* _What you should do_
Scan the entries below. Report each line where the string "struct" occurs.

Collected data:
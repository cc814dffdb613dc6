//! SQLite storage backend.

use crate::models::{Device, DeviceStatus, NoticeLog, NoticeStatus};
use crate::storage::{CredentialStore, Result, StorageError};
use chrono::{DateTime, TimeZone, Utc};
use rusqlite::{params, Connection, OptionalExtension, Row};
use std::path::Path;
use std::sync::{Arc, Mutex, MutexGuard};

const DEVICE_COLUMNS: &str = "device_token, device_key, name, algorithm, mode, padding,
     secret, iv, status, created_at, updated_at";

const LOG_COLUMNS: &str =
    "id, device_key, url, title, body, grp, result, status, created_at, updated_at";

/// Thread-safe SQLite store.
#[derive(Clone)]
pub struct SqliteStore {
    conn: Arc<Mutex<Option<Connection>>>,
}

impl SqliteStore {
    pub fn open(path: &Path) -> Result<Self> {
        if let Some(parent) = path.parent() {
            if !parent.as_os_str().is_empty() {
                std::fs::create_dir_all(parent).map_err(|e| {
                    StorageError::Serialization(format!(
                        "Failed to create storage directory: {}",
                        e
                    ))
                })?;
            }
        }

        let conn = Connection::open(path)?;
        conn.execute_batch("PRAGMA journal_mode = WAL;")?;

        let store = Self {
            conn: Arc::new(Mutex::new(Some(conn))),
        };
        store.initialize_schema()?;
        Ok(store)
    }

    pub fn in_memory() -> Result<Self> {
        let conn = Connection::open_in_memory()?;

        let store = Self {
            conn: Arc::new(Mutex::new(Some(conn))),
        };
        store.initialize_schema()?;
        Ok(store)
    }

    fn initialize_schema(&self) -> Result<()> {
        self.with_conn(|conn| {
            conn.execute_batch(
                "CREATE TABLE IF NOT EXISTS devices (
                    device_token TEXT PRIMARY KEY,
                    device_key TEXT NOT NULL DEFAULT '',
                    name TEXT NOT NULL DEFAULT '',
                    algorithm TEXT NOT NULL DEFAULT '',
                    mode TEXT NOT NULL DEFAULT '',
                    padding TEXT NOT NULL DEFAULT '',
                    secret TEXT NOT NULL DEFAULT '',
                    iv TEXT NOT NULL DEFAULT '',
                    status TEXT NOT NULL DEFAULT 'ACTIVE',
                    created_at INTEGER NOT NULL,
                    updated_at INTEGER NOT NULL
                );

                CREATE TABLE IF NOT EXISTS notice_logs (
                    id INTEGER PRIMARY KEY AUTOINCREMENT,
                    device_key TEXT NOT NULL,
                    url TEXT NOT NULL,
                    title TEXT NOT NULL,
                    body TEXT NOT NULL,
                    grp TEXT NOT NULL,
                    result TEXT NOT NULL,
                    status TEXT NOT NULL,
                    created_at INTEGER NOT NULL,
                    updated_at INTEGER NOT NULL
                );

                CREATE UNIQUE INDEX IF NOT EXISTS idx_devices_key
                    ON devices(device_key) WHERE device_key != '';
                CREATE INDEX IF NOT EXISTS idx_notice_logs_created
                    ON notice_logs(created_at);",
            )?;
            Ok(())
        })
    }

    fn lock(&self) -> Result<MutexGuard<'_, Option<Connection>>> {
        self.conn
            .lock()
            .map_err(|e| StorageError::LockPoisoned(format!("Lock error: {}", e)))
    }

    fn with_conn<T>(&self, f: impl FnOnce(&Connection) -> Result<T>) -> Result<T> {
        let guard = self.lock()?;
        let conn = guard.as_ref().ok_or(StorageError::Closed)?;
        f(conn)
    }

    fn query_devices(&self, where_clause: &str, args: &[&dyn rusqlite::ToSql]) -> Result<Vec<Device>> {
        self.with_conn(|conn| {
            let sql = format!(
                "SELECT {} FROM devices {} ORDER BY created_at, device_token",
                DEVICE_COLUMNS, where_clause
            );
            let mut stmt = conn.prepare(&sql)?;
            let devices = stmt
                .query_map(args, device_from_row)?
                .collect::<std::result::Result<Vec<_>, _>>()?;
            Ok(devices)
        })
    }

    fn query_device(&self, column: &str, value: &str) -> Result<Device> {
        self.with_conn(|conn| {
            let sql = format!("SELECT {} FROM devices WHERE {} = ?1", DEVICE_COLUMNS, column);
            conn.query_row(&sql, [value], device_from_row)
                .optional()?
                .ok_or_else(|| StorageError::NotFound(format!("device {} {}", column, value)))
        })
    }
}

fn to_millis(ts: DateTime<Utc>) -> i64 {
    ts.timestamp_millis()
}

fn from_millis(ms: i64) -> rusqlite::Result<DateTime<Utc>> {
    Utc.timestamp_millis_opt(ms).single().ok_or_else(|| {
        rusqlite::Error::FromSqlConversionFailure(
            0,
            rusqlite::types::Type::Integer,
            format!("invalid timestamp {}", ms).into(),
        )
    })
}

fn device_from_row(row: &Row<'_>) -> rusqlite::Result<Device> {
    let status: String = row.get(8)?;
    Ok(Device {
        device_token: row.get(0)?,
        device_key: row.get(1)?,
        name: row.get(2)?,
        algorithm: row.get(3)?,
        mode: row.get(4)?,
        padding: row.get(5)?,
        secret: row.get(6)?,
        iv: row.get(7)?,
        status: DeviceStatus::parse(&status),
        created_at: Some(from_millis(row.get(9)?)?),
        updated_at: Some(from_millis(row.get(10)?)?),
    })
}

fn log_from_row(row: &Row<'_>) -> rusqlite::Result<NoticeLog> {
    let id: i64 = row.get(0)?;
    let status: String = row.get(7)?;
    Ok(NoticeLog {
        id: id as u64,
        device_key: row.get(1)?,
        url: row.get(2)?,
        title: row.get(3)?,
        body: row.get(4)?,
        group: row.get(5)?,
        result: row.get(6)?,
        status: NoticeStatus::parse(&status).unwrap_or(NoticeStatus::Failed),
        created_at: from_millis(row.get(8)?)?,
        updated_at: from_millis(row.get(9)?)?,
    })
}

fn is_unique_violation(e: &rusqlite::Error) -> bool {
    matches!(
        e,
        rusqlite::Error::SqliteFailure(err, _)
            if err.code == rusqlite::ErrorCode::ConstraintViolation
    )
}

impl CredentialStore for SqliteStore {
    fn upsert_device(&self, mut device: Device) -> Result<Device> {
        let now = Utc::now();
        device.updated_at = Some(now);

        let created_at = self.with_conn(|conn| {
            conn.query_row(
                "INSERT INTO devices (device_token, device_key, name, algorithm, mode, padding,
                                      secret, iv, status, created_at, updated_at)
                 VALUES (?1, ?2, ?3, ?4, ?5, ?6, ?7, ?8, ?9, ?10, ?11)
                 ON CONFLICT(device_token) DO UPDATE SET
                    device_key = excluded.device_key,
                    name = excluded.name,
                    algorithm = excluded.algorithm,
                    mode = excluded.mode,
                    padding = excluded.padding,
                    secret = excluded.secret,
                    iv = excluded.iv,
                    status = excluded.status,
                    updated_at = excluded.updated_at
                 RETURNING created_at",
                params![
                    device.device_token,
                    device.device_key,
                    device.name,
                    device.algorithm,
                    device.mode,
                    device.padding,
                    device.secret,
                    device.iv,
                    device.status.as_str(),
                    to_millis(device.created_at.unwrap_or(now)),
                    to_millis(now),
                ],
                |row| from_millis(row.get(0)?),
            )
            .map_err(|e| {
                if is_unique_violation(&e) {
                    StorageError::Conflict(format!(
                        "device key {} already assigned to another device",
                        device.device_key
                    ))
                } else {
                    StorageError::Sqlite(e)
                }
            })
        })?;

        // An existing row keeps its original creation time.
        device.created_at = Some(created_at);
        Ok(device)
    }

    fn get_device(&self, token: &str) -> Result<Device> {
        self.query_device("device_token", token)
    }

    fn get_device_by_key(&self, key: &str) -> Result<Device> {
        if key.is_empty() {
            return Err(StorageError::NotFound("device key is empty".to_string()));
        }
        self.query_device("device_key", key)
    }

    fn list_devices(&self) -> Result<Vec<Device>> {
        self.query_devices("", &[])
    }

    fn list_active_devices(&self) -> Result<Vec<Device>> {
        self.query_devices(
            "WHERE UPPER(TRIM(status)) = ?1 OR TRIM(status) = ''",
            &[&DeviceStatus::Active.as_str()],
        )
    }

    fn append_log(&self, mut entry: NoticeLog) -> Result<NoticeLog> {
        entry.updated_at = Utc::now();

        self.with_conn(|conn| {
            conn.execute(
                "INSERT INTO notice_logs (device_key, url, title, body, grp, result, status,
                                          created_at, updated_at)
                 VALUES (?1, ?2, ?3, ?4, ?5, ?6, ?7, ?8, ?9)",
                params![
                    entry.device_key,
                    entry.url,
                    entry.title,
                    entry.body,
                    entry.group,
                    entry.result,
                    entry.status.as_str(),
                    to_millis(entry.created_at),
                    to_millis(entry.updated_at),
                ],
            )?;
            entry.id = conn.last_insert_rowid() as u64;
            Ok(())
        })?;

        Ok(entry)
    }

    fn list_logs(&self) -> Result<Vec<NoticeLog>> {
        self.with_conn(|conn| {
            let sql = format!("SELECT {} FROM notice_logs ORDER BY id", LOG_COLUMNS);
            let mut stmt = conn.prepare(&sql)?;
            let logs = stmt
                .query_map([], log_from_row)?
                .collect::<std::result::Result<Vec<_>, _>>()?;
            Ok(logs)
        })
    }

    fn close(&self) -> Result<()> {
        let mut guard = self.lock()?;
        if let Some(conn) = guard.take() {
            conn.close().map_err(|(_, e)| StorageError::Sqlite(e))?;
        }
        Ok(())
    }
}
//! Upstream push-delivery service boundary.
//!
//! The relay only ever talks to the upstream through [`PushGateway`], so the
//! registry and dispatcher can be driven by a scripted gateway in tests.

mod client;

pub use client::HttpPushGateway;

use async_trait::async_trait;
use serde::de::DeserializeOwned;
use serde::{Deserialize, Serialize};
use thiserror::Error;

/// The only upstream `code` value that means success.
pub const SUCCESS_CODE: i64 = 200;

#[derive(Error, Debug)]
pub enum UpstreamError {
    #[error("Invalid base url: {0}")]
    InvalidBaseUrl(String),

    #[error("HTTP error: {0}")]
    Http(#[from] reqwest::Error),

    #[error("{operation} http status {status}")]
    Status { operation: &'static str, status: u16 },

    #[error("Invalid response body: {0}")]
    Decode(String),
}

/// Standard `{code, message, timestamp, data}` envelope.
#[derive(Debug, Clone, Default, PartialEq, Serialize, Deserialize)]
#[serde(bound(deserialize = "T: DeserializeOwned + Default"))]
pub struct UpstreamResponse<T> {
    pub code: i64,
    #[serde(default)]
    pub message: String,
    #[serde(default)]
    pub timestamp: i64,
    #[serde(default)]
    pub data: T,
}

impl<T> UpstreamResponse<T> {
    pub fn is_success(&self) -> bool {
        self.code == SUCCESS_CODE
    }
}

/// Payload of a registration response.
#[derive(Debug, Clone, Default, PartialEq, Eq, Serialize, Deserialize)]
#[serde(default)]
pub struct RegisterData {
    pub key: String,
    pub device_key: String,
    pub device_token: String,
}

/// Request body of a push call.
#[derive(Debug, Clone, Serialize, Deserialize)]
pub struct EncryptedPush {
    pub ciphertext: String,
    pub iv: String,
}

#[async_trait]
pub trait PushGateway: Send + Sync {
    /// Health probe.
    async fn ping(&self) -> Result<UpstreamResponse<serde_json::Value>, UpstreamError>;

    /// Register a platform token, optionally re-using a previously issued key.
    async fn register(
        &self,
        device_token: &str,
        legacy_key: Option<&str>,
    ) -> Result<UpstreamResponse<RegisterData>, UpstreamError>;

    /// Submit ciphertext for one delivery key.
    async fn push(
        &self,
        device_key: &str,
        ciphertext: &str,
        iv: &str,
    ) -> Result<UpstreamResponse<serde_json::Value>, UpstreamError>;

    /// Push URL for a delivery key, recorded in delivery logs.
    fn device_endpoint(&self, device_key: &str) -> String;
}

#[cfg(test)]
mod tests {
    use super::*;

    #[test]
    fn envelope_tolerates_missing_fields() {
        let resp: UpstreamResponse<RegisterData> =
            serde_json::from_str(r#"{"code": 200}"#).unwrap();
        assert!(resp.is_success());
        assert!(resp.data.device_key.is_empty());
        assert!(resp.message.is_empty());
    }

    #[test]
    fn register_data_uses_snake_case() {
        let resp: UpstreamResponse<RegisterData> = serde_json::from_str(
            r#"{"code": 200, "message": "success", "timestamp": 1,
                "data": {"key": "k", "device_key": "dk", "device_token": "tok"}}"#,
        )
        .unwrap();
        assert_eq!(resp.data.device_key, "dk");
        assert_eq!(resp.data.device_token, "tok");
    }

    #[test]
    fn non_200_code_is_not_success() {
        let resp: UpstreamResponse<serde_json::Value> =
            serde_json::from_str(r#"{"code": 400, "message": "bad key"}"#).unwrap();
        assert!(!resp.is_success());
        assert_eq!(resp.message, "bad key");
    }
}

* _Answer space_
pub struct SqliteStore {
pub struct UpstreamResponse<T> {
pub struct RegisterData {
pub struct EncryptedPush {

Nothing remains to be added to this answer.